:: Prompt ::
Report all lines below with the word "Option".

Dataset entries:
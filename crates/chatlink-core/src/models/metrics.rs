//! 스트림 메트릭 스냅샷.
//!
//! 세션의 타임스탬프/카운터로부터 계산된 값 객체.
//! 생성 후 변경되지 않으므로 네트워크 콜백과 UI 읽기 사이에 경합이 없다.

use serde::{Deserialize, Serialize};

/// 메트릭 스냅샷
#[derive(Debug, Clone, Copy, Default, PartialEq, Serialize, Deserialize)]
pub struct MetricsSnapshot {
    /// 시작부터 첫 토큰까지 (밀리초)
    pub time_to_first_token_ms: Option<u64>,
    /// 시작부터 종료(또는 현재)까지 (밀리초)
    pub total_time_ms: Option<u64>,
    /// 수신한 콘텐츠 델타 수
    pub token_count: u64,
    /// 초당 토큰 수
    pub tokens_per_second: f64,
    /// 재연결 시도 횟수
    pub reconnection_attempts: u32,
    /// 백그라운드 중 억제된 연결 끊김 횟수
    pub background_disconnections: u32,
}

:: Answer space ::
    pub time_to_first_token_ms: Option<u64>,
    pub total_time_ms: Option<u64>,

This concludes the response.